Bangladesh 'in denial' over militant attacks

Published July 3, 2016
Bangladeshi policemen exit from a gate leading to an upscale cafe in Dhaka, a day after a bloody siege ended with the death of 20 foreign hostages. -AFP
Bangladeshi policemen exit from a gate leading to an upscale cafe in Dhaka, a day after a bloody siege ended with the death of 20 foreign hostages. -AFP

NEW DELHI: A slaughter of foreign hostages has put Bangladesh firmly on the frontline of the global war on terror despite government efforts to portray a campaign of attacks as the work of domestic opponents, according to analysts.

Several dozen people have been killed by militants in Bangladesh in the last two years, the victims including mainly local atheist bloggers, Hindus, gay activists and liberal academics.

But while those attacks generated few column inches beyond Bangladesh, this weekend's hostage siege in a Dhaka cafe led news bulletins around the world, attracting the kind of attention its perpetrators had long been craving.

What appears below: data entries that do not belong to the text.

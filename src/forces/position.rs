//! Axis force: pulls nodes toward a coordinate on a single axis, leaving
//! the other axes alone.

use serde::{Deserialize, Serialize};

use super::{ForceContext, ForceOperator, ForceSetup};

#[derive(Debug, Clone, Copy, PartialEq, Eq, Serialize, Deserialize)]
#[serde(rename_all = "lowercase")]
pub enum Axis {
    X,
    Y,
    Z,
}

impl Axis {
    pub fn index(self) -> usize {
        match self {
            Axis::X => 0,
            Axis::Y => 1,
            Axis::Z => 2,
        }
    }
}

#[derive(Debug, Clone, PartialEq)]
pub struct PositionForce {
    pub axis: Axis,
    pub target: f64,
    pub strength: f64,
}

impl PositionForce {
    pub fn new(axis: Axis, target: f64, strength: f64) -> Self {
        Self {
            axis,
            target,
            strength,
        }
    }
}

impl ForceOperator for PositionForce {
    fn initialize(&mut self, _setup: &mut ForceSetup<'_>) {}

    fn apply(&mut self, ctx: &mut ForceContext<'_>) {
        let axis = self.axis.index();
        if axis >= ctx.dimensions.count() {
            return;
        }
        let k = self.strength * ctx.alpha;
        for node in ctx.nodes.iter_mut() {
            let dv = (self.target - node.coord(axis)) * k;
            node.accelerate(axis, dv);
        }
    }
}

Analysts said the choice of venue, target, timing and method of killing were all designed to maximise publicity for militants who were well aware of the outrage that greeted recent massacres in Orlando and Paris.

Eighteen of the 20 civilians who were killed in the Holey Artisan Bakery were foreigners. Nearly all were hacked to death with machetes, even though the hostage-takers had plenty of firearms.

The attack was even more shocking as it came on the final weekend of Ramazan, with survivors describing how the hostage-takers made clear their targets were non-Muslims, separating locals from the foreigners.

Around 90 per cent of Bangladesh's 160 million people are Muslims but the state is officially secular.

“By hacking people to death... they wanted to show the world that they can go to any extent for jihad,” said K G Suresh, a senior fellow at New Delhi's Vivekananda International Foundation think-tank.

“Once they attack a restaurant popular with foreigners on a Friday night their message is clear who they want to go after. By sparing Muslims, they wanted to send out the message that they are only against Westerners.”

According to the monitoring group SITE, the militant Islamic State organisation claimed responsibility for the attack which it said had targeted “citizens of crusader states”.

Three Bangladeshi policemen look into the back garden of an upscale cafe, a day after a bloody siege ended with the death of 20 foreign hostages.. -AFP
Three Bangladeshi policemen look into the back garden of an upscale cafe, a day after a bloody siege ended with the death of 20 foreign hostages.. -AFP

But Prime Minister Sheikh Hasina's secular government has long insisted neither IS nor Al-Qaeda have gained a foothold in Bangladesh despite both groups claiming many previous attacks.

That line was reiterated by Home Minister Asaduzzaman Khan who told AFP that six gunmen killed at the end of the siege were members of Jamaeytul Mujahdeen Bangladesh, a domestic group which has been banned for a decade.

He denied any link with IS but analysts said that stretched credibility.

Taj Hashmi, a Bangladeshi who teaches security studies at the Austin Peay State University in the US, said there could be “no ambiguity” that the attack was the work of IS.

“Bangladesh must admit that international Islamist networks are actively engaged in killing people in the country and they are not through yet,” said Hashmi.

Mubashar Hasan, an expert on political Islam at Dhaka's Liberal Arts University, said the attack was not merely a local difficulty but was the latest in a line that stretched back to the bombings in New York and Washington on September 11, 2001.

“This is Bangladesh's 9/11. Bangladesh has now entered into the global war on terror,” Hasan told AFP.

Critics have said the violence stems from the government's refusal to allow its opponents to operate freely in the political mainstream.

'Lack of democracy'

Bangladesh's main Islamist party has been banned and most of its leaders have been arrested or else executed after recent trials over their role in the 1971 war of independence from Pakistan.

Opposition leader Khaleda Zia is facing a string of court cases for her role in violent anti-government protests.

Zia's party boycotted the 2014 general election after Hasina refused to allow it to be overseen by a neutral caretaker government as in the past, and Hasan said growing extremism was an inevitable consequence.

“A dysfunctional state and lack of democracy made it fertile ground for terrorism,” said Hasan.

The columnist Zafar Sohban urged the government to end “its state of denial”.

“It cannot continue to bury its head in the sand about the clear and convincing evidence of transnational links to domestic terror groups and operations,” he wrote in the Dhaka Tribune.

Subhash Agrawal of the Delhi-based India Focus political risk consultancy, said the recent arrests of thousands of Bangladeshis that the government says was organised to eradicate extremism had been counter-productive.

“She has been focusing on her political opponents and going after Begum Khaleda Zia's people while turning a blind eye to the alarming political and social polarisation in her country,” Agrawal told AFP.